We are not buying for short-term gain, we are buying for longer-term security.
We are going to be less concerned about short-term fluctuations and more focused on buying at a reasonable price.
Our motivation is not to buy low and sell high, although if the timing works out that way, why not? Our motivation is to own gold and enjoy the enduring security it represents.
If you had a time machine you would want to travel back and buy your gold moments before Richard Nixon took the US off the Gold Standard on August 15, 1971. You could have bought an ounce of pure gold on the 14th for $35.
Today the price of an ounce of pure gold hovers around the $1,300 mark.
Without the benefits of a time machine, here are three layers of influence to consider.
1. Recognize that gold prices are on an upward trend.
At least, they have been so far. There must be a ceiling somewhere, but we are probably not there yet.
Recognizing this upward trend takes some of the stress out of buying gold. While there are ups and downs, the trend is up. So if you buy today at $1,300 and the price is $1,200 in a month, don’t kick yourself. The upward trend will likely recover that “loss”, and more.

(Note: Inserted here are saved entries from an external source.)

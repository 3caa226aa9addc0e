//! The pluggable two-to-one hash capability.
//!
//! Everything above this module is generic over `Hasher`: the engine never
//! assumes Keccak, Poseidon, or MiMC — it only ever calls `parent_of` and
//! reads `pre_hashed_zero`. Concrete implementations live in the sibling
//! `merkle-rollup-hashers` crate.

use crate::error::{HasherError, Result};
use crate::Node;

/// A binary, two-to-one hash capability plus its pre-hashed-zero table.
///
/// Implementations MUST be deterministic, pure, and total: the same pair of
/// inputs always produces the same output, for every reachable input.
/// `pre_hashed_zero()[0]` MUST be the all-zero node (the caller-visible empty
/// leaf), and `pre_hashed_zero()[i + 1]` MUST equal
/// `parent_of(pre_hashed_zero()[i], pre_hashed_zero()[i])` (invariant I1).
pub trait Hasher {
    /// Hash a left and right child into their parent node.
    fn parent_of(&self, left: &Node, right: &Node) -> Result<Node>;

    /// The pre-hashed-zero table `Z[0..=depth]`, one entry per tree level
    /// plus the root of a fully empty tree at `Z[depth]`.
    ///
    /// Implementations typically return a `&'static` table computed once at
    /// build time; the engine never mutates or recomputes it.
    fn pre_hashed_zero(&self) -> &[Node];

    /// Convenience accessor mirroring `pre_hashed_zero()[level]`, returning a
    /// typed error instead of panicking when `level` is out of range.
    fn zero_at(&self, level: usize) -> Result<Node> {
        self.pre_hashed_zero()
            .get(level)
            .copied()
            .ok_or(HasherError::ZeroTableTooShort {
                requested: level,
                len: self.pre_hashed_zero().len(),
            })
            .map_err(Into::into)
    }
}
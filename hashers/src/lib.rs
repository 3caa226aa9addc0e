//! Concrete two-to-one hash capabilities for `merkle-rollup-engine`.
//!
//! The engine is generic over [`merkle_rollup_engine::Hasher`]; this crate
//! supplies the two external collaborators named at the engine's interface
//! boundary in its specification — Keccak-256 and a circom-compatible BN254
//! Poseidon — as data-less value types an engine caller passes by reference.

pub mod keccak;
pub mod poseidon;

pub use keccak::Keccak256Hasher;
pub use poseidon::Poseidon2Hasher;
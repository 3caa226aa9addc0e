//! Property tests over the engine's universal invariants, run against the
//! in-crate test hasher's public equivalent — `Keccak256Hasher` from the
//! sibling `hashers` crate, so these exercise the same code path a caller
//! would use.

use proptest::prelude::*;

use merkle_rollup_engine::{
    append, compute_root, merkle_proof, new_tree, roll_up, roll_up_sub_tree, split_to_sub_trees,
    starting_leaf_proof, sub_tree_root, Hasher, Node, TreeParams,
};
use merkle_rollup_hashers::Keccak256Hasher;

const DEPTH: u32 = 8;

fn hasher() -> Keccak256Hasher {
    Keccak256Hasher::new(DEPTH as usize)
}

fn params() -> TreeParams {
    TreeParams::new(DEPTH, DEPTH as usize + 1).unwrap()
}

fn arb_leaf() -> impl Strategy<Value = Node> {
    any::<[u8; 32]>()
}

fn arb_leaves(max_len: usize) -> impl Strategy<Value = Vec<Node>> {
    prop::collection::vec(arb_leaf(), 0..=max_len)
}

proptest! {
    /// Sequential single-leaf appends match one batched `roll_up`.
    #[test]
    fn sequential_appends_match_batch_rollup(leaves in arb_leaves(40)) {
        let hasher = hasher();
        let p = params();
        let tree = new_tree(&hasher, &p).unwrap();
        let zeros = hasher.pre_hashed_zero().to_vec();

        let mut root = tree.root;
        let mut index = tree.index;
        let mut siblings = zeros[0..DEPTH as usize].to_vec();
        for leaf in &leaves {
            let (r, i, s) = append(&hasher, &p, index, leaf, &siblings).unwrap();
            root = r;
            index = i;
            siblings = s;
        }

        let (batch_root, batch_index) = roll_up(
            &hasher,
            &p,
            &tree.root,
            tree.index,
            &leaves,
            &zeros[0..DEPTH as usize],
        ).unwrap();

        prop_assert_eq!(root, batch_root);
        prop_assert_eq!(index, batch_index);
    }

    /// A sub-tree roll-up over a `2^d`-aligned batch matches the
    /// single-leaf roll-up of the same leaves.
    #[test]
    fn sub_tree_rollup_matches_single_leaf_rollup(sub_depth in 0u32..=3, groups in 0usize..=6) {
        let d = sub_depth;
        let hasher = hasher();
        let p = params();
        let tree = new_tree(&hasher, &p).unwrap();
        let zeros = hasher.pre_hashed_zero().to_vec();

        let group_size = 1usize << d;
        let leaves: Vec<Node> = (0..groups * group_size)
            .map(|i| {
                let mut n = [0u8; 32];
                n[31] = (i % 256) as u8;
                n
            })
            .collect();

        let (sub_root, sub_index) = roll_up_sub_tree(
            &hasher,
            &p,
            &tree.root,
            0,
            d,
            &leaves,
            &zeros[d as usize..DEPTH as usize],
        ).unwrap();

        let (single_root, single_index) = roll_up(
            &hasher,
            &p,
            &tree.root,
            0,
            &leaves,
            &zeros[0..DEPTH as usize],
        ).unwrap();

        prop_assert_eq!(sub_root, single_root);
        prop_assert_eq!(sub_index, single_index);
    }

    /// `sub_tree_root(d, leaves)` matches a direct depth-`d` Merkle
    /// root over `leaves` zero-padded to `2^d`.
    #[test]
    fn sub_tree_root_matches_zero_padded_merkle_root(
        sub_depth in 0u32..=4,
        len in 0usize..=16,
    ) {
        let d = sub_depth;
        let capacity = 1usize << d;
        prop_assume!(len <= capacity);

        let hasher = hasher();
        let leaves: Vec<Node> = (0..len)
            .map(|i| {
                let mut n = [0u8; 32];
                n[31] = (i % 256) as u8;
                n
            })
            .collect();
        let mut padded = leaves.clone();
        padded.resize(capacity, [0u8; 32]);

        let via_sub_tree_root = sub_tree_root(&hasher, d, &leaves).unwrap();

        // Direct pairwise reduction over the padded row, bottom-up.
        let mut row = padded;
        for _ in 0..d {
            let mut next = Vec::with_capacity(row.len() / 2);
            for pair in row.chunks(2) {
                next.push(hasher.parent_of(&pair[0], &pair[1]).unwrap());
            }
            row = next;
        }
        prop_assert_eq!(via_sub_tree_root, row[0]);
    }

    /// `starting_leaf_proof` accepts exactly the siblings a reference
    /// sequential simulation of `index` appends would produce.
    #[test]
    fn starting_leaf_proof_matches_reference_frontier(index in 0u64..200) {
        let hasher = hasher();
        let p = params();
        let tree = new_tree(&hasher, &p).unwrap();
        let zeros = hasher.pre_hashed_zero().to_vec();

        let mut root = tree.root;
        let mut siblings = zeros[0..DEPTH as usize].to_vec();
        for i in 0..index {
            let mut leaf = [0u8; 32];
            leaf[31] = (i % 256) as u8;
            let (r, _, s) = append(&hasher, &p, i, &leaf, &siblings).unwrap();
            root = r;
            siblings = s;
        }

        prop_assert!(starting_leaf_proof(&hasher, &root, index, &siblings).unwrap());
    }

    /// `merkle_proof(compute_root(leaf, i, S), leaf, i, S)` round-trips.
    #[test]
    fn compute_root_round_trips_through_merkle_proof(
        leaf in arb_leaf(),
        index in 0u64..256,
        siblings in prop::collection::vec(arb_leaf(), 8),
    ) {
        let hasher = hasher();
        let root = compute_root(&hasher, &leaf, index, &siblings).unwrap();
        prop_assert!(merkle_proof(&hasher, &root, &leaf, index, &siblings).unwrap());
    }

    /// Invariant I1: the pre-hashed zero table satisfies `Z[i+1] = parent_of(Z[i], Z[i])`.
    #[test]
    fn zero_table_satisfies_parent_invariant(depth in 1u32..16) {
        let hasher = Keccak256Hasher::new(depth as usize);
        let zeros = hasher.pre_hashed_zero();
        for i in 0..depth as usize {
            prop_assert_eq!(zeros[i + 1], hasher.parent_of(&zeros[i], &zeros[i]).unwrap());
        }
    }
}

#[test]
fn split_to_sub_trees_group_count_matches_ceiling_division() {
    let leaves: Vec<Node> = (0..10u8).map(|b| [b; 32]).collect();
    let groups = split_to_sub_trees(&leaves, 2);
    assert_eq!(groups.len(), 3);
    assert_eq!(groups.last().unwrap(), &vec![[8u8; 32], [9u8; 32], [0u8; 32], [0u8; 32]]);
}
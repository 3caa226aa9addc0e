//! Benchmarks the hash-call savings `sub_tree_root` buys over a naive
//! full-width pairwise reduction, across a spread of sub-tree depths and
//! fill ratios.

use criterion::{black_box, criterion_group, criterion_main, BenchmarkId, Criterion};

use merkle_rollup_engine::{sub_tree_root, Node};
use merkle_rollup_hashers::Keccak256Hasher;

fn leaves_of(count: usize) -> Vec<Node> {
    (0..count)
        .map(|i| {
            let mut n = [0u8; 32];
            n[24..].copy_from_slice(&(i as u64).to_be_bytes());
            n
        })
        .collect()
}

fn bench_sub_tree_root(c: &mut Criterion) {
    let mut group = c.benchmark_group("sub_tree_root");
    for depth in [4u32, 8, 12] {
        let capacity = 1usize << depth;
        let hasher = Keccak256Hasher::new(depth as usize);
        for fill_ratio in [1, 4, 16] {
            let count = (capacity / fill_ratio).max(1);
            let leaves = leaves_of(count);
            group.bench_with_input(
                BenchmarkId::new(format!("depth={depth}"), format!("filled={count}/{capacity}")),
                &leaves,
                |b, leaves| {
                    b.iter(|| sub_tree_root(&hasher, depth, black_box(leaves)).unwrap());
                },
            );
        }
    }
    group.finish();
}

criterion_group!(benches, bench_sub_tree_root);
criterion_main!(benches);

Besides which, as mentioned, owning gold is not about a short-term “return on investment”.
Also, while looking at a chart of 24-hour or even 30-day price changes may give you palpitations, you can calm yourself by looking instead at a 5-year or 10-year chart. The ups and down even out and the upward trend, albeit bumpy, is revealed.

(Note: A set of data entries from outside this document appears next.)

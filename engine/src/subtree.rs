//! Sub-tree roll-up: batching leaves into groups of `2^d` so only one
//! `D - d`-deep path is hashed per group, amortising the cost of an
//! expensive `parent_of`.

use crate::config::TreeParams;
use crate::error::{Result, RollUpError};
use crate::hasher::Hasher;
use crate::merkle::merkle_proof;
use crate::Node;

/// Group `leaves` into chunks of `2^sub_tree_depth`, left to right,
/// right-padding the final chunk with the caller-visible empty leaf
/// (the all-zero node, `Z[0]` by invariant I1 — no hashing required to
/// produce it).
pub fn split_to_sub_trees(leaves: &[Node], sub_tree_depth: u32) -> Vec<Vec<Node>> {
    let size = 1usize << sub_tree_depth;
    leaves
        .chunks(size)
        .map(|chunk| {
            let mut group = chunk.to_vec();
            group.resize(size, [0u8; 32]);
            group
        })
        .collect()
}

/// Compute a depth-`d` Merkle root over `leaves` (length at most `2^d`),
/// using the pre-hashed zero at each level whenever an entire sub-subtree
/// is empty.
///
/// Leaves conceptually occupy a `2^d`-slot bottom level, right-padded with
/// zeros; `parent_of` is never called on a node whose whole subtree is
/// empty — at each level only `ceil(filled / 2)` nodes carry a real
/// descendant, and those are exactly the ones this sweep hashes. The
/// remainder resolve to `Z[level]` for free. This is the O(`leaves.len()`)
/// equivalent of the heap-indexed `2 * 2^d` buffer described for the
/// reference implementation: the buffer shrinks by half each level instead
/// of being pre-allocated at full width, since the trailing half is always
/// `Z[level]` once `filled <= level_len / 2`.
pub fn sub_tree_root(hasher: &impl Hasher, sub_tree_depth: u32, leaves: &[Node]) -> Result<Node> {
    let capacity = 1usize << sub_tree_depth;
    if leaves.len() > capacity {
        return Err(RollUpError::SubTreeOverflow {
            sub_tree_depth,
            capacity,
            actual: leaves.len(),
        });
    }

    let mut nodes = leaves.to_vec();
    let mut filled = leaves.len();

    for level in 0..sub_tree_depth {
        if filled == 0 {
            break;
        }
        let zero = hasher.zero_at(level as usize)?;
        let next_filled = filled.div_ceil(2);
        let mut next_nodes = Vec::with_capacity(next_filled);
        for i in 0..next_filled {
            let left = nodes[2 * i];
            let right = if 2 * i + 1 < filled { nodes[2 * i + 1] } else { zero };
            next_nodes.push(hasher.parent_of(&left, &right)?);
        }
        nodes = next_nodes;
        filled = next_filled;
    }

    if filled == 0 {
        hasher.zero_at(sub_tree_depth as usize).map_err(Into::into)
    } else {
        Ok(nodes[0])
    }
}

/// The sub-tree analogue of [`crate::merkle::starting_leaf_proof`]: is
/// `siblings` (length `D - d`) consistent with `index` being the next empty
/// `2^d`-aligned slot under `root`?
pub fn starting_sub_tree_proof(
    hasher: &impl Hasher,
    root: &Node,
    index: u64,
    sub_tree_depth: u32,
    siblings: &[Node],
) -> Result<bool> {
    let d = sub_tree_depth;
    let shifted_index = index >> d;
    for (level, sibling) in siblings.iter().enumerate() {
        let bit_is_zero = (shifted_index >> level) & 1 == 0;
        let zero = hasher.zero_at(level + d as usize)?;
        if bit_is_zero != (*sibling == zero) {
            return Err(RollUpError::EmptySubTreeSiblingMismatch { level });
        }
    }
    let zero_d = hasher.zero_at(d as usize)?;
    merkle_proof(hasher, root, &zero_d, shifted_index, siblings)
}

/// Splice a sub-tree of depth `d`, built from `sub_tree_leaves` (at most
/// `2^d` entries), into the main tree at `index`. `index` MUST be a
/// multiple of `2^d`; `siblings` MUST have length `D - d`.
///
/// Runs the single-leaf [`crate::rollup::append`] algorithm starting from
/// `sub_tree_root(d, sub_tree_leaves)`, over levels `0..D-d`, substituting
/// `Z[level + d]` for `Z[level]` at each step.
pub fn append_sub_tree(
    hasher: &impl Hasher,
    params: &TreeParams,
    index: u64,
    sub_tree_depth: u32,
    sub_tree_leaves: &[Node],
    siblings: &[Node],
) -> Result<(Node, u64, Vec<Node>)> {
    let d = sub_tree_depth;
    let step = 1u64 << d;
    if index % step != 0 {
        return Err(RollUpError::SubTreeMisaligned {
            index,
            sub_tree_depth: d,
        });
    }
    let expected = params.depth().saturating_sub(d) as usize;
    if siblings.len() != expected {
        return Err(RollUpError::SiblingLengthMismatch {
            expected,
            actual: siblings.len(),
        });
    }
    if index >= params.capacity() {
        return Err(RollUpError::TreeFull {
            index,
            depth: params.depth(),
        });
    }

    let mut node = sub_tree_root(hasher, d, sub_tree_leaves)?;
    let shifted_index = index >> d;
    let mut new_siblings = Vec::with_capacity(expected);
    for (level, sibling) in siblings.iter().enumerate() {
        let bit = (shifted_index >> level) & 1;
        if bit == 0 {
            new_siblings.push(node);
            let zero = hasher.zero_at(level + d as usize)?;
            node = hasher.parent_of(&node, &zero)?;
        } else {
            new_siblings.push(*sibling);
            node = hasher.parent_of(sibling, &node)?;
        }
    }

    Ok((node, index + step, new_siblings))
}

/// Verify the empty-sub-tree starting proof once, then fold
/// [`append_sub_tree`] over `split_to_sub_trees(leaves, d)`.
#[tracing::instrument(level = "debug", skip(hasher, leaves, initial_siblings), fields(count = leaves.len()))]
pub fn roll_up_sub_tree(
    hasher: &impl Hasher,
    params: &TreeParams,
    prev_root: &Node,
    index: u64,
    sub_tree_depth: u32,
    leaves: &[Node],
    initial_siblings: &[Node],
) -> Result<(Node, u64)> {
    if index % (1u64 << sub_tree_depth) != 0 {
        tracing::warn!(index, sub_tree_depth, "roll_up_sub_tree rejected: misaligned index");
        return Err(RollUpError::SubTreeMisaligned {
            index,
            sub_tree_depth,
        });
    }
    if !starting_sub_tree_proof(hasher, prev_root, index, sub_tree_depth, initial_siblings)? {
        return Err(RollUpError::InvalidStartingProof { index });
    }

    let mut root = *prev_root;
    let mut cur_index = index;
    let mut siblings = initial_siblings.to_vec();
    for group in split_to_sub_trees(leaves, sub_tree_depth) {
        let (new_root, new_index, new_siblings) =
            append_sub_tree(hasher, params, cur_index, sub_tree_depth, &group, &siblings)?;
        root = new_root;
        cur_index = new_index;
        siblings = new_siblings;
    }
    Ok((root, cur_index))
}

2. Watch for seasonal trends in buying and selling.
There are seasonal influences on gold prices, driven by factors like gift giving and summer vacations. India is the world’s largest buyer or gold and you’ll see an uptick in physical demand ahead of the Akshaya Tritya festival on April 27. Then in the middle of summers even gold dealers like to take time off and things can slow down.

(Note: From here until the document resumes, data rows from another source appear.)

//! Optional `tracing` subscriber wiring for hosts embedding this crate in a
//! binary (demos, benches, integration tests). The engine itself never
//! calls this module — every public operation in [`crate::merkle`],
//! [`crate::rollup`], [`crate::subtree`], and [`crate::splitrollup`] emits
//! `tracing` events regardless of whether a subscriber is installed; a host
//! that wants them on stdout calls [`init`] once at startup.

use thiserror::Error;
use tracing::Level;
use tracing_subscriber::{fmt, layer::SubscriberExt, util::SubscriberInitExt, EnvFilter};

/// Failure installing the global `tracing` subscriber.
#[derive(Debug, Error)]
pub enum TelemetryError {
    #[error("a global tracing subscriber is already installed")]
    AlreadyInitialized,
}

/// Install a global `tracing` subscriber filtered by `RUST_LOG` (falling
/// back to `level`), emitting JSON when `json` is set and compact text
/// otherwise.
pub fn init(level: Level, json: bool) -> Result<(), TelemetryError> {
    let filter = EnvFilter::try_from_default_env()
        .unwrap_or_else(|_| EnvFilter::new(level.to_string()));

    let registry = tracing_subscriber::registry().with(filter);

    let result = if json {
        registry.with(fmt::layer().json()).try_init()
    } else {
        registry.with(fmt::layer().compact()).try_init()
    };

    result.map_err(|_| TelemetryError::AlreadyInitialized)
}
//! An append-only Merkle tree roll-up engine.
//!
//! This crate lets a verifier cheaply fold a batch of new leaves into the
//! root of a large, mostly-empty, fixed-depth binary Merkle tree, given only
//! the current root, the next insertion index, and the sibling path from
//! the root down to the first empty leaf. The underlying two-to-one hash
//! function is pluggable — see [`hasher::Hasher`] — and concrete
//! implementations (Keccak, Poseidon) live in the sibling
//! `merkle-rollup-hashers` crate.
//!
//! ```text
//!            D: Split roll-up accumulator (splitrollup)
//!                          |
//!            C: Roll-up engine (rollup, subtree)
//!                          |
//!            B: Merkle primitives (merkle)
//!                          |
//!            A: Hasher capability (hasher)  <- implemented by the host
//! ```
//!
//! Every public operation is a pure, total function: no I/O, no shared
//! mutable state, no suspension points. A single [`splitrollup::SplitRollUp`]
//! is meant to be owned by exactly one logical actor; concurrent writers are
//! a caller-side violation this crate does not attempt to detect.

pub mod config;
pub mod error;
pub mod hasher;
pub mod merkle;
pub mod rollup;
pub mod splitrollup;
pub mod subtree;
pub mod telemetry;

/// A tree or hash-output node: 32 bytes, interpreted by the [`hasher::Hasher`]
/// implementation in whatever field or byte convention it chooses. The
/// engine itself never inspects a `Node`'s contents beyond equality.
pub type Node = [u8; 32];

pub use config::TreeParams;
pub use error::{ConfigError, HasherError, Result, RollUpError};
pub use hasher::Hasher;
pub use merkle::{compute_root, merkle_proof, merkle_root, starting_leaf_proof};
pub use rollup::{append, new_tree, roll_up, Tree};
pub use splitrollup::{
    init, init_with_siblings, merge_result, new_opru, new_split_roll_up, update, update_cached,
    update_cached_sub_tree, update_sub_tree, verify, Digest, MergeResult, Opru, SplitRollUp,
};
pub use subtree::{append_sub_tree, roll_up_sub_tree, split_to_sub_trees, sub_tree_root};
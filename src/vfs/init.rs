/*!
 * VFS Initialization
 * Builds the stock drive layout shipped with a fresh system
 */

use tracing::info;

use super::types::FileSystemNode;
use crate::core::limits::DRIVE;

const README: &str = "Welcome to Windows 98!\n\nThis is a sample text file.";
const INDEX_HTML: &str =
    "<h1>Hello from Windows 98 Browser!</h1><p>This is a local HTML file.</p>";

/// Stock drive: system folders plus a few sample documents
///
/// ```text
/// C:
/// ├── My Documents
/// │   ├── index.html
/// │   ├── my_drawing.png   (empty image placeholder)
/// │   └── readme.txt
/// ├── Program Files
/// └── WINDOWS
///     ├── SYSTEM
///     └── TEMP
/// ```
pub fn seeded_drive() -> FileSystemNode {
    let windows = FileSystemNode::folder("WINDOWS")
        .with_child(FileSystemNode::folder("SYSTEM"))
        .with_child(FileSystemNode::folder("TEMP"));

    let documents = FileSystemNode::folder("My Documents")
        .with_child(FileSystemNode::file("readme.txt", README))
        .with_child(FileSystemNode::file("index.html", INDEX_HTML))
        .with_child(FileSystemNode::file("my_drawing.png", ""));

    let drive = FileSystemNode::folder(DRIVE)
        .with_child(windows)
        .with_child(FileSystemNode::folder("Program Files"))
        .with_child(documents);

    info!(entries = drive.child_count(), "Seeded drive {}", DRIVE);
    drive
}
/*!
 * App Types
 * Metadata, definitions and the mountable component seam
 */

use serde::{Deserialize, Serialize};
use std::fmt;
use std::sync::Arc;
use tracing::debug;

use crate::core::types::{AppId, AppProps, InstanceId};

/// Placeholder icon used by every stock app
pub const DEFAULT_ICON: &str = "/placeholder.svg?height=32&width=32";

/// Who may launch an app
#[derive(Debug, Clone, Copy, PartialEq, Eq, Hash, Serialize, Deserialize)]
#[serde(rename_all = "snake_case")]
pub enum RunnableBy {
    System,
    User,
    Both,
}

impl RunnableBy {
    #[must_use]
    pub const fn allows_user(self) -> bool {
        matches!(self, Self::User | Self::Both)
    }
}

/// Initial window size in pixels
#[derive(Debug, Clone, Copy, PartialEq, Eq, Serialize, Deserialize)]
pub struct WindowGeometry {
    pub width: u32,
    pub height: u32,
}

impl Default for WindowGeometry {
    fn default() -> Self {
        Self {
            width: 800,
            height: 600,
        }
    }
}

/// Static description of an installable app
#[derive(Debug, Clone, PartialEq, Eq, Serialize, Deserialize)]
pub struct AppMetadata {
    pub name: String,
    pub icon_path: String,
    /// Capability tags such as `TXT` or `IMAGE_EDITOR`
    pub capabilities: Vec<String>,
    pub runnable_by: RunnableBy,
    pub single_instance: bool,
    pub show_on_desktop: bool,
    pub default_size: WindowGeometry,
    pub category: String,
}

impl AppMetadata {
    /// Metadata with stock defaults: user-launchable, multi-instance, on the desktop
    pub fn new(name: impl Into<String>) -> Self {
        Self {
            name: name.into(),
            icon_path: DEFAULT_ICON.to_string(),
            capabilities: Vec::new(),
            runnable_by: RunnableBy::Both,
            single_instance: false,
            show_on_desktop: true,
            default_size: WindowGeometry::default(),
            category: "general".to_string(),
        }
    }

    pub fn with_capabilities<I, S>(mut self, capabilities: I) -> Self
    where
        I: IntoIterator<Item = S>,
        S: Into<String>,
    {
        self.capabilities = capabilities.into_iter().map(Into::into).collect();
        self
    }

    pub fn with_icon(mut self, icon_path: impl Into<String>) -> Self {
        self.icon_path = icon_path.into();
        self
    }

    pub fn with_size(mut self, width: u32, height: u32) -> Self {
        self.default_size = WindowGeometry { width, height };
        self
    }

    pub fn with_category(mut self, category: impl Into<String>) -> Self {
        self.category = category.into();
        self
    }

    pub fn with_runnable_by(mut self, runnable_by: RunnableBy) -> Self {
        self.runnable_by = runnable_by;
        self
    }

    pub fn single_instance(mut self) -> Self {
        self.single_instance = true;
        self
    }

    pub fn hidden_from_desktop(mut self) -> Self {
        self.show_on_desktop = false;
        self
    }

    /// Case-insensitive capability check
    pub fn has_capability(&self, tag: &str) -> bool {
        self.capabilities.iter().any(|c| c.eq_ignore_ascii_case(tag))
    }
}

/// Mountable app body
///
/// Rendering lives outside the crate; components only get lifecycle hooks.
pub trait AppComponent: Send + Sync + fmt::Debug {
    /// Called once when a new instance opens
    fn mount(&self, _instance: &InstanceId, _props: &AppProps) {}

    /// Called once when the instance closes
    fn unmount(&self, _instance: &InstanceId) {}
}

/// Component without a UI that only logs its lifecycle
#[derive(Debug, Clone)]
pub struct HeadlessComponent {
    app_id: AppId,
}

impl HeadlessComponent {
    pub fn new(app_id: impl Into<AppId>) -> Arc<dyn AppComponent> {
        Arc::new(Self {
            app_id: app_id.into(),
        })
    }
}

impl AppComponent for HeadlessComponent {
    fn mount(&self, instance: &InstanceId, props: &AppProps) {
        debug!(app = %self.app_id, instance = %instance, props = %props, "Component mounted");
    }

    fn unmount(&self, instance: &InstanceId) {
        debug!(app = %self.app_id, instance = %instance, "Component unmounted");
    }
}

/// Registered app: immutable once in the registry
#[derive(Debug, Clone)]
pub struct AppDefinition {
    pub id: AppId,
    pub component: Arc<dyn AppComponent>,
    pub metadata: AppMetadata,
}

But these are influences only, and can be overwhelmed by political and economic events. Just keep in mind that, all other things being equal, prices can dip a little during the summer. It can be a great time to buy.
3. Watch for bad news on Wall Street.
When a report comes out with a pessimistic outlook, some investors jump out of stocks and into gold. It’s a knee-jerk reaction. As a result gold prices may go up. This is not the best time to buy. More often than not, the price will settle again after a few days or perhaps weeks.
Of course, when there is a sudden spike, some doom-chasers will decide that this rise in prices will be the “big one” and they buy like crazy, expecting gold prices to hit $2,000 within days. Well, the big one is a myth perpetrated by people wanting to sell you more gold. Ignore these people.
Have a steady hand. Keep your emotions in check.
Be aware of the influences on prices, but at the same time keep an eye on the long-term trend. Buy when you can and time your buy during a dip in prices. Sometimes you’ll get it wrong. Don’t beat yourself up. This is about owning gold as a secure asset, not about making big bucks by the end of the week.